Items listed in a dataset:
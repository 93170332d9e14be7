/// Cadence - play, inspect and search picked audio files
use anyhow::Context;
use cadence_cli::{
    config::CliConfig,
    player::{self, RunOptions},
    session::{SimulatedSession, SimulationTiming},
};
use cadence_core::{format_time, search, Track};
use cadence_importer::{merge_into_library, ImportMode, Importer, PickedFile};
use cadence_playback::{report_channel, PlaybackController, RepeatMode};
use clap::{Args, Parser, Subcommand};
use std::{num::NonZeroUsize, path::PathBuf, time::Duration};
use tracing_subscriber::{layer::SubscriberExt, util::SubscriberInitExt, EnvFilter};

#[derive(Parser)]
#[command(name = "cadence")]
#[command(about = "Cadence playback sequencer", long_about = None)]
struct Cli {
    /// Configuration file path (defaults to ./cadence.toml when present)
    #[arg(short, long, global = true, env = "CADENCE_CONFIG")]
    config: Option<PathBuf>,

    #[command(subcommand)]
    command: Commands,
}

#[derive(Args)]
struct FileArgs {
    /// Audio files to import
    #[arg(required = true)]
    files: Vec<PathBuf>,

    /// Guess artist/album/title from "Artist - Title" or "Artist_Album_Title" names
    #[arg(long)]
    parse_names: bool,
}

#[derive(Subcommand)]
enum Commands {
    /// Play files through the simulated player
    Play {
        #[command(flatten)]
        input: FileArgs,

        /// Shuffle without repeats until every track has played
        #[arg(long)]
        shuffle: bool,

        /// Repeat mode: off, one or all
        #[arg(long)]
        repeat: Option<RepeatMode>,

        /// Stop after this many tracks (at least 1)
        #[arg(long)]
        max_tracks: Option<NonZeroUsize>,
    },
    /// Print the imported tracks as JSON
    Inspect {
        #[command(flatten)]
        input: FileArgs,
    },
    /// Search imported tracks by title, artist or album
    Search {
        /// Search query
        query: String,

        #[command(flatten)]
        input: FileArgs,
    },
}

#[tokio::main]
async fn main() -> anyhow::Result<()> {
    let cli = Cli::parse();

    let config = CliConfig::load(cli.config.as_deref()).context("Failed to load configuration")?;
    config.validate()?;

    // Initialize tracing
    tracing_subscriber::registry()
        .with(EnvFilter::try_from_default_env().unwrap_or_else(|_| config.log_filter().into()))
        .with(tracing_subscriber::fmt::layer())
        .init();

    match cli.command {
        Commands::Play {
            input,
            shuffle,
            repeat,
            max_tracks,
        } => {
            let mut config = config;
            config.playback.shuffle |= shuffle;
            if let Some(repeat) = repeat {
                config.playback.repeat = repeat;
            }
            let options = RunOptions {
                max_tracks: max_tracks.map(NonZeroUsize::get),
            };
            play(&config, import(&input), options).await?;
        }
        Commands::Inspect { input } => {
            let tracks = import(&input);
            println!("{}", serde_json::to_string_pretty(&tracks)?);
        }
        Commands::Search { query, input } => {
            let tracks = import(&input);
            for track in search(&tracks, &query) {
                print_track(&track);
            }
        }
    }

    Ok(())
}

fn import(input: &FileArgs) -> Vec<Track> {
    let mode = if input.parse_names {
        ImportMode::ParseFilename
    } else {
        ImportMode::TitleOnly
    };

    let files = input.files.iter().map(|path| {
        let name = path
            .file_name()
            .map(|n| n.to_string_lossy().into_owned())
            .unwrap_or_default();
        PickedFile::new(name, path.to_string_lossy())
    });

    let report = Importer::new(mode).import(files);
    for skipped in &report.skipped {
        eprintln!("Skipped: {}", skipped);
    }
    tracing::info!("{}", report.summary());

    merge_into_library(&[], report.tracks)
}

async fn play(config: &CliConfig, library: Vec<Track>, options: RunOptions) -> anyhow::Result<()> {
    tracing::info!(
        tracks = library.len(),
        shuffle = config.playback.shuffle,
        repeat = %config.playback.repeat,
        "Starting playback"
    );

    let (tx, rx) = report_channel();
    let session = SimulatedSession::new(
        tx,
        SimulationTiming {
            track_length: Duration::from_millis(config.simulation.track_length_ms),
            tick_interval: Duration::from_millis(config.simulation.tick_interval_ms),
        },
    );
    let mut controller = PlaybackController::new(session, &config.playback);

    let shutdown = async {
        if let Err(e) = tokio::signal::ctrl_c().await {
            tracing::warn!(error = %e, "Failed to listen for Ctrl-C");
            std::future::pending::<()>().await;
        }
    };

    let summary = player::run(&mut controller, library, rx, options, shutdown).await?;
    println!("Played {} tracks ({:?})", summary.played.len(), summary.reason);
    Ok(())
}

fn print_track(track: &Track) {
    let duration = track
        .duration_ms
        .map_or_else(|| "--:--".to_string(), format_time);
    println!(
        "{} - {} ({}) [{}]",
        track.artist, track.title, track.album, duration
    );
}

**WORK ITEM:** Restate the data above word for word.

**TASK RESPONSE:**
repository 93170332d9e14be7
/// Cadence - play, inspect and search picked audio files
use anyhow::Context;
use cadence_cli::{
    config::CliConfig,
    player::{self, RunOptions},
    session::{SimulatedSession, SimulationTiming},
};
use cadence_core::{format_time, search, Track};
use cadence_importer::{merge_into_library, ImportMode, Importer, PickedFile};
use cadence_playback::{report_channel, PlaybackController, RepeatMode};
use clap::{Args, Parser, Subcommand};
use std::{num::NonZeroUsize, path::PathBuf, time::Duration};
use tracing_subscriber::{layer::SubscriberExt, util::SubscriberInitExt, EnvFilter};

#[derive(Parser)]
#[command(name = "cadence")]
#[command(about = "Cadence playback sequencer", long_about = None)]
struct Cli {
    /// Configuration file path (defaults to ./cadence.toml when present)
    #[arg(short, long, global = true, env = "CADENCE_CONFIG")]
    config: Option<PathBuf>,

    #[command(subcommand)]
    command: Commands,
}

#[derive(Args)]
struct FileArgs {
    /// Audio files to import
    #[arg(required = true)]
    files: Vec<PathBuf>,

    /// Guess artist/album/title from "Artist - Title" or "Artist_Album_Title" names
    #[arg(long)]
    parse_names: bool,
}

#[derive(Subcommand)]
enum Commands {
    /// Play files through the simulated player
    Play {
        #[command(flatten)]
        input: FileArgs,

        /// Shuffle without repeats until every track has played
        #[arg(long)]
        shuffle: bool,

        /// Repeat mode: off, one or all
        #[arg(long)]
        repeat: Option<RepeatMode>,

        /// Stop after this many tracks (at least 1)
        #[arg(long)]
        max_tracks: Option<NonZeroUsize>,
    },
    /// Print the imported tracks as JSON
    Inspect {
        #[command(flatten)]
        input: FileArgs,
    },
    /// Search imported tracks by title, artist or album
    Search {
        /// Search query
        query: String,

        #[command(flatten)]
        input: FileArgs,
    },
}

#[tokio::main]
async fn main() -> anyhow::Result<()> {
    let cli = Cli::parse();

    let config = CliConfig::load(cli.config.as_deref()).context("Failed to load configuration")?;
    config.validate()?;

    // Initialize tracing
    tracing_subscriber::registry()
        .with(EnvFilter::try_from_default_env().unwrap_or_else(|_| config.log_filter().into()))
        .with(tracing_subscriber::fmt::layer())
        .init();

    match cli.command {
        Commands::Play {
            input,
            shuffle,
            repeat,
            max_tracks,
        } => {
            let mut config = config;
            config.playback.shuffle |= shuffle;
            if let Some(repeat) = repeat {
                config.playback.repeat = repeat;
            }
            let options = RunOptions {
                max_tracks: max_tracks.map(NonZeroUsize::get),
            };
            play(&config, import(&input), options).await?;
        }
        Commands::Inspect { input } => {
            let tracks = import(&input);
            println!("{}", serde_json::to_string_pretty(&tracks)?);
        }
        Commands::Search { query, input } => {
            let tracks = import(&input);
            for track in search(&tracks, &query) {
                print_track(&track);
            }
        }
    }

    Ok(())
}

fn import(input: &FileArgs) -> Vec<Track> {
    let mode = if input.parse_names {
        ImportMode::ParseFilename
    } else {
        ImportMode::TitleOnly
    };

    let files = input.files.iter().map(|path| {
        let name = path
            .file_name()
            .map(|n| n.to_string_lossy().into_owned())
            .unwrap_or_default();
        PickedFile::new(name, path.to_string_lossy())
    });

    let report = Importer::new(mode).import(files);
    for skipped in &report.skipped {
        eprintln!("Skipped: {}", skipped);
    }
    tracing::info!("{}", report.summary());

    merge_into_library(&[], report.tracks)
}

async fn play(config: &CliConfig, library: Vec<Track>, options: RunOptions) -> anyhow::Result<()> {
    tracing::info!(
        tracks = library.len(),
        shuffle = config.playback.shuffle,
        repeat = %config.playback.repeat,
        "Starting playback"
    );

    let (tx, rx) = report_channel();
    let session = SimulatedSession::new(
        tx,
        SimulationTiming {
            track_length: Duration::from_millis(config.simulation.track_length_ms),
            tick_interval: Duration::from_millis(config.simulation.tick_interval_ms),
        },
    );
    let mut controller = PlaybackController::new(session, &config.playback);

    let shutdown = async {
        if let Err(e) = tokio::signal::ctrl_c().await {
            tracing::warn!(error = %e, "Failed to listen for Ctrl-C");
            std::future::pending::<()>().await;
        }
    };

    let summary = player::run(&mut controller, library, rx, options, shutdown).await?;
    println!("Played {} tracks ({:?})", summary.played.len(), summary.reason);
    Ok(())
}

fn print_track(track: &Track) {
    let duration = track
        .duration_ms
        .map_or_else(|| "--:--".to_string(), format_time);
    println!(
        "{} - {} ({}) [{}]",
        track.artist, track.title, track.album, duration
    );
}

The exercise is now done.